◆ Task goal
Please give again, exactly, every line of the material from the one containing "fn into_iter(self) ->" to the end, including both of those lines.

◆ Given records

//! Builder and immutable handle for the merged harness configuration.
//!
//! [`ConfigurationBuilder::build`] runs every stage once, in order:
//!
//! 1. locate the platform default document (and the sample, when set);
//! 2. resolve the custom document from the override variable, falling back
//!    to the default document;
//! 3. require the custom document to be JSON;
//! 4. load both documents and derive the schema from the default;
//! 5. reject override keys the default does not declare;
//! 6. merge, resolving user tokens;
//! 7. derive `config_path` and the effective `logs_path`;
//! 8. create and verify the required directories.
//!
//! Any failure is wrapped in [`ConfigError::Construction`] so callers can
//! point users at the sample document.

use std::fmt;
use std::path::{Path, PathBuf};
use std::sync::Arc;

use camino::{Utf8Path, Utf8PathBuf};
use tracing::{error, info};

use crate::attributes::{AttributeSet, missing, type_error};
use crate::env::{Environment, ProcessEnvironment};
use crate::file::{ensure_json_extension, load_document, require_file};
use crate::merge::merge_documents;
use crate::platform::Platform;
use crate::runtime::{
    CONFIG_PATH, DOWNLOAD_PATH, LOGS_PATH, REQUIRED_DIRECTORIES, derive_runtime_paths,
    ensure_required_directories, verify_required_directories,
};
use crate::schema::DocumentSchema;
use crate::tokens::{TokenResolver, UserContext};
use crate::validate::validate_override_keys;
use crate::value::{Scalar, ValueKind};
use crate::{ConfigError, ConfigResult};

/// Environment variable naming the custom document unless overridden.
pub const DEFAULT_OVERRIDE_ENV_VAR: &str = "CONFIG";

/// Builder for [`Configuration`].
///
/// # Examples
///
/// ```rust,no_run
/// use harness_config::ConfigurationBuilder;
///
/// # fn run() -> harness_config::ConfigResult<()> {
/// let config = ConfigurationBuilder::new("settings")
///     .sample_path("settings/sample_configuration.json")
///     .build()?;
/// let timeout = config.integer("timeout")?;
/// # let _ = timeout;
/// # Ok(())
/// # }
/// ```
pub struct ConfigurationBuilder {
    settings_dir: PathBuf,
    platform: Platform,
    sample_path: Option<PathBuf>,
    override_env_var: String,
    environment: Box<dyn Environment>,
    user_context: Option<UserContext>,
}

impl fmt::Debug for ConfigurationBuilder {
    fn fmt(&self, f: &mut fmt::Formatter<'_>) -> fmt::Result {
        f.debug_struct("ConfigurationBuilder")
            .field("settings_dir", &self.settings_dir)
            .field("platform", &self.platform)
            .field("sample_path", &self.sample_path)
            .field("override_env_var", &self.override_env_var)
            .field("user_context", &self.user_context)
            .finish_non_exhaustive()
    }
}

impl ConfigurationBuilder {
    /// Creates a builder reading default documents from `settings_dir`.
    ///
    /// The builder targets [`Platform::current`], reads the process
    /// environment, and consults [`DEFAULT_OVERRIDE_ENV_VAR`].
    #[must_use]
    pub fn new(settings_dir: impl Into<PathBuf>) -> Self {
        Self {
            settings_dir: settings_dir.into(),
            platform: Platform::current(),
            sample_path: None,
            override_env_var: String::from(DEFAULT_OVERRIDE_ENV_VAR),
            environment: Box::new(ProcessEnvironment),
            user_context: None,
        }
    }

    /// Selects the platform whose default document is loaded.
    #[must_use]
    pub const fn platform(mut self, platform: Platform) -> Self {
        self.platform = platform;
        self
    }

    /// Sets the sample document that must exist and is named in errors.
    #[must_use]
    pub fn sample_path(mut self, path: impl Into<PathBuf>) -> Self {
        self.sample_path = Some(path.into());
        self
    }

    /// Sets the environment variable naming the custom document.
    #[must_use]
    pub fn override_env_var(mut self, name: impl Into<String>) -> Self {
        self.override_env_var = name.into();
        self
    }

    /// Replaces the environment consulted for the override path, the
    /// results directory, and (unless set explicitly) the user context.
    #[must_use]
    pub fn environment(mut self, environment: impl Environment + 'static) -> Self {
        self.environment = Box::new(environment);
        self
    }

    /// Fixes the user context used for token resolution.
    #[must_use]
    pub fn user_context(mut self, context: UserContext) -> Self {
        self.user_context = Some(context);
        self
    }

    /// Loads, validates, and merges the documents.
    ///
    /// # Errors
    ///
    /// Returns [`ConfigError::Construction`] wrapping the first stage
    /// failure; [`ConfigError::root_cause`] exposes it.
    pub fn build(self) -> ConfigResult<Configuration> {
        let sample = self.sample_path.clone();
        self.assemble().map_err(|err| {
            let hint = sample
                .as_deref()
                .map_or_else(|| String::from("<none>"), |path| path.display().to_string());
            error!(error = %err, sample = %hint, "failed to complete setting configuration");
            Arc::new(ConfigError::construction(sample, err))
        })
    }

    fn assemble(self) -> ConfigResult<Configuration> {
        let env = self.environment.as_ref();

        let default_path = self
            .settings_dir
            .join(self.platform.default_document_name());
        require_file(&default_path)?;
        if let Some(sample) = self.sample_path.as_deref() {
            require_file(sample)?;
        }

        let override_path = env
            .var(&self.override_env_var)
            .map(PathBuf::from);
        let overridden = override_path.is_some();
        let custom_path = override_path.unwrap_or_else(|| default_path.clone());
        require_file(&custom_path)?;
        ensure_json_extension(&custom_path)?;

        let default = load_document(&default_path)?;
        let custom = if overridden {
            load_document(&custom_path)?
        } else {
            default.clone()
        };
        let mut schema = DocumentSchema::from_default(&default)?;
        for name in REQUIRED_DIRECTORIES {
            schema.declare_derived(name, ValueKind::Text);
        }

        validate_override_keys(&default, &custom)?;

        let context = self
            .user_context
            .unwrap_or_else(|| UserContext::from_environment(env));
        let resolver = TokenResolver::new(context);
        let merged = merge_documents(&schema, &default, &custom, &resolver)?;

        let attributes = derive_runtime_paths(merged, env)?;
        ensure_required_directories(&attributes)?;
        verify_required_directories(&attributes)?;

        let logs_path = Utf8PathBuf::from(attributes.non_empty_text(LOGS_PATH)?);
        let download_path = Utf8PathBuf::from(attributes.non_empty_text(DOWNLOAD_PATH)?);
        let config_path = Utf8PathBuf::from(attributes.non_empty_text(CONFIG_PATH)?);
        info!(path = %logs_path, "logs path");
        info!(path = %download_path, "downloads path");
        info!(path = %config_path, "config path");

        Ok(Configuration {
            attributes,
            schema,
            platform: self.platform,
            default_path,
            custom_path,
            sample_path: self.sample_path,
            overridden,
            logs_path,
            download_path,
            config_path,
        })
    }
}

/// Immutable merged configuration.
///
/// Built once by [`ConfigurationBuilder::build`] and shared by reference;
/// the handle is `Send + Sync` and never changes after construction.
#[derive(Debug, Clone)]
pub struct Configuration {
    attributes: AttributeSet,
    schema: DocumentSchema,
    platform: Platform,
    default_path: PathBuf,
    custom_path: PathBuf,
    sample_path: Option<PathBuf>,
    overridden: bool,
    logs_path: Utf8PathBuf,
    download_path: Utf8PathBuf,
    config_path: Utf8PathBuf,
}

impl Configuration {
    /// Creates a builder; shorthand for [`ConfigurationBuilder::new`].
    #[must_use]
    pub fn builder(settings_dir: impl Into<PathBuf>) -> ConfigurationBuilder {
        ConfigurationBuilder::new(settings_dir)
    }

    /// Looks up an attribute declared by the default document or derived
    /// at runtime.
    ///
    /// # Errors
    ///
    /// Returns [`ConfigError::UnknownAttribute`] for undeclared names.
    pub fn get(&self, name: &str) -> ConfigResult<&Scalar> {
        if self.schema.attribute_kind(name).is_none() {
            return Err(Arc::new(ConfigError::UnknownAttribute {
                name: name.to_owned(),
            }));
        }
        self.attributes.get(name).ok_or_else(|| missing(name))
    }

    /// Returns a text attribute.
    ///
    /// # Errors
    ///
    /// Returns [`ConfigError::UnknownAttribute`] for undeclared names and
    /// [`ConfigError::AttributeType`] for other kinds.
    pub fn text(&self, name: &str) -> ConfigResult<&str> {
        match self.get(name)? {
            Scalar::Text(text) => Ok(text),
            other => Err(type_error(name, ValueKind::Text, other)),
        }
    }

    /// Returns an integer attribute.
    ///
    /// # Errors
    ///
    /// As [`Configuration::text`].
    pub fn integer(&self, name: &str) -> ConfigResult<i64> {
        match self.get(name)? {
            Scalar::Integer(number) => Ok(*number),
            other => Err(type_error(name, ValueKind::Integer, other)),
        }
    }

    /// Returns a float attribute.
    ///
    /// # Errors
    ///
    /// As [`Configuration::text`].
    pub fn float(&self, name: &str) -> ConfigResult<f64> {
        match self.get(name)? {
            Scalar::Float(number) => Ok(*number),
            other => Err(type_error(name, ValueKind::Float, other)),
        }
    }

    /// Returns a boolean attribute.
    ///
    /// # Errors
    ///
    /// As [`Configuration::text`].
    pub fn boolean(&self, name: &str) -> ConfigResult<bool> {
        match self.get(name)? {
            Scalar::Boolean(flag) => Ok(*flag),
            other => Err(type_error(name, ValueKind::Boolean, other)),
        }
    }

    /// Returns a text attribute as a path.
    ///
    /// # Errors
    ///
    /// As [`Configuration::text`].
    pub fn path(&self, name: &str) -> ConfigResult<Utf8PathBuf> {
        self.text(name).map(Utf8PathBuf::from)
    }

    /// Effective log directory, redirected under a harness results
    /// directory when one was exported.
    #[must_use]
    pub fn logs_path(&self) -> &Utf8Path {
        &self.logs_path
    }

    /// Download directory.
    #[must_use]
    pub fn download_path(&self) -> &Utf8Path {
        &self.download_path
    }

    /// Log directory as configured, before any redirection.
    #[must_use]
    pub fn config_path(&self) -> &Utf8Path {
        &self.config_path
    }

    /// Every bound attribute.
    #[must_use]
    pub const fn attributes(&self) -> &AttributeSet {
        &self.attributes
    }

    /// Iterates over attributes in sorted name order.
    pub fn iter(&self) -> impl Iterator<Item = (&str, &Scalar)> {
        self.attributes.iter()
    }

    /// Platform whose default document was loaded.
    #[must_use]
    pub const fn platform(&self) -> Platform {
        self.platform
    }

    /// Path of the default document.
    #[must_use]
    pub fn default_path(&self) -> &Path {
        &self.default_path
    }

    /// Path of the custom document; equals [`Configuration::default_path`]
    /// when no override was supplied.
    #[must_use]
    pub fn custom_path(&self) -> &Path {
        &self.custom_path
    }

    /// Sample document, when configured.
    #[must_use]
    pub fn sample_path(&self) -> Option<&Path> {
        self.sample_path.as_deref()
    }

    /// Returns `true` when the override variable named a custom document.
    #[must_use]
    pub const fn is_overridden(&self) -> bool {
        self.overridden
    }

    /// Schema derived from the default document.
    #[must_use]
    pub const fn schema(&self) -> &DocumentSchema {
        &self.schema
    }
}

impl<'a> IntoIterator for &'a Configuration {
    type Item = (&'a String, &'a Scalar);
    type IntoIter = std::collections::btree_map::Iter<'a, String, Scalar>;

    fn into_iter(self) -> Self::IntoIter {
        (&self.attributes).into_iter()
    }
}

◆ Problem solution
    fn into_iter(self) -> Self::IntoIter {
        (&self.attributes).into_iter()
    }
}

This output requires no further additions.